'Who lost the West Philippine Sea?': Inquirer columnist

China's claim to most of the South China Sea does not sit well with the Philippines.
PHOTO: AFP

John Nery

MANILA (PHILIPPINE DAILY INQUIRER/ASIA NEWS NETWORK) - This could be the question that will haunt us in our old age. Supreme Court Justice Antonio Carpio asked the Meet Inquirer Multimedia forum on Monday to imagine that moment, years from now, when our children and grandchildren will sit us down and ask us: "Who lost the West Philippine Sea to China?"

It is our "civic duty," Carpio said, to raise the alarm today about the imminent loss of our territory and our waters, to forge a national consensus on what needs to be done, and to defend the West Philippine Sea.

What is at stake in the dispute with China, and in Beijing's continuing disregard of the July 12, 2016, arbitral tribunal ruling?

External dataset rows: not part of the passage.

use std::net::SocketAddr;
use std::sync::Arc;
use tokio::net::TcpListener;

use clap::Parser;
use presence_server::config::{generate_config_template, Cli, Config};
use presence_server::store::SqliteStore;
use presence_server::{db, routes, state};

#[tokio::main]
async fn main() -> Result<(), Box<dyn std::error::Error>> {
    let cli = Cli::parse();

    // Handle --generate-config: print template and exit
    if cli.generate_config {
        print!("{}", generate_config_template());
        return Ok(());
    }

    let config = Config::load(&cli)?;

    let env_filter = tracing_subscriber::EnvFilter::try_from_default_env()
        .unwrap_or_else(|_| tracing_subscriber::EnvFilter::new("presence_server=info,tower_http=info"));
    if config.json_logs {
        tracing_subscriber::fmt().json().with_env_filter(env_filter).init();
    } else {
        tracing_subscriber::fmt().pretty().with_env_filter(env_filter).init();
    }

    tracing::info!("Presence server v{} starting", env!("CARGO_PKG_VERSION"));

    let db = db::init_db(&config.data_dir)?;
    let store = Arc::new(SqliteStore::new(db));

    tracing::info!(
        announce_offline = config.realtime.announce_offline,
        reject_empty_messages = config.realtime.reject_empty_messages,
        "Realtime layer configured"
    );

    let app_state = state::AppState::new(config.realtime.clone(), store.clone(), store);
    let app = routes::build_router(app_state);

    let addr = format!("{}:{}", config.bind_address, config.port);
    let listener = TcpListener::bind(&addr).await?;
    tracing::info!("Listening on {}", addr);

    axum::serve(
        listener,
        app.into_make_service_with_connect_info::<SocketAddr>(),
    )
    .await?;

    Ok(())
}
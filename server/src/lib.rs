//! Realtime presence and direct-message delivery server.
//! This crate exposes internal modules for integration testing.
//! The binary entry point is in main.rs.

pub mod auth;
pub mod chat;
pub mod config;
pub mod db;
pub mod error;
pub mod realtime;
pub mod routes;
pub mod state;
pub mod store;
pub mod ws;
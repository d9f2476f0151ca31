use axum::{extract::FromRequestParts, http::request::Parts};

use crate::error::ApiError;
use crate::realtime::normalize_identity;
use crate::store::{is_valid_username, CONVERSATION_ID_SEPARATOR};

/// Header carrying the caller's username on REST requests.
pub const IDENTITY_HEADER: &str = "X-Username";

/// Caller identity for REST handlers, taken from the `X-Username` header.
/// Implements axum's FromRequestParts for use as an extractor.
#[derive(Debug, Clone, PartialEq, Eq)]
pub struct Identity(pub String);

impl Identity {
    pub fn as_str(&self) -> &str {
        &self.0
    }
}

impl<S> FromRequestParts<S> for Identity
where
    S: Send + Sync,
{
    type Rejection = ApiError;

    async fn from_request_parts(parts: &mut Parts, _state: &S) -> Result<Self, Self::Rejection> {
        let header = parts
            .headers
            .get(IDENTITY_HEADER)
            .and_then(|v| v.to_str().ok());

        let identity = normalize_identity(header).ok_or(ApiError::Unauthenticated)?;
        if !is_valid_username(identity) {
            return Err(ApiError::BadRequest(format!(
                "username may not contain '{CONVERSATION_ID_SEPARATOR}'"
            )));
        }
        Ok(Identity(identity.to_string()))
    }
}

In his "The South China Sea Dispute: Philippine Sovereign Rights and Jurisdiction in the West Philippine Sea" (the e-book is available online, free of charge), Carpio added up the costs: The Philippines stands to lose "about 80 per cent" of its exclusive economic zone ("including the entire Reed Bank and part of the Malampaya gas field") and "100 per cent" of its extended continental shelf (about 150,000 square kilometers of maritime space).

Altogether, China's claim to most of the South China Sea "encroaches on over 531,000 sq km of Philippine EEZ and ECS, including all the fishery, oil, gas, and mineral resources found within this vast area, which is larger than the total land area of the Philippines …"

Carpio does not mince words: "This Chinese aggression is the gravest external threat to the Philippines since World War II."

Bill Hayton, the BBC journalist who is a leading expert on the South China Sea disputes, recently tweeted a link to a new article in the "Journal of Modern Chinese History."

"The Origins of the South China Sea issue" is by Li Guoqiang, who is identified in the journal as "vice director of the Institute of Chinese Borderland Studies of the Chinese Academy of Social Sciences." Perhaps not coincidentally, CASS publishes the journal.

Hayton's one-tweet review is brutal: "Li Guoqiang demonstrating the intellectual bankruptcy of official Chinese history of the South China Sea. 'Nonsense on stilts'."

He points to his "favourite" among Li's "ridiculous statements": "For example, in 1791, British Captain Henry Spratly 'discovered' Mischief Reef in the Nansha Islands and named it after his German crewman Mischief."

Set aside the mention of Mischief (the claim that the reef was named after a "German" crew member named Heribert Mischief seems dubious) or of the use of "Henry" (in fact, Captain Spratly's name was Richard). But the man who gave his name to the Spratly Islands was born in 1802.

This ridiculousness is repeated in a propaganda website like www.spratlys.org ("Spratly Islands-China's precious pearls in the South Sea!"), where the "timeline" asserts that "Captain Spratle arrived in the group and named the islands by his name" in 1791-11 years before he was born!

This is the kind of thinking that supports the aggressive Chinese posturing in the South China Sea.

Just imagine if, rather than merely acknowledging Chinese military might, President Duterte's scathing tongue were directed at this and other fallacies. Mischief abroad!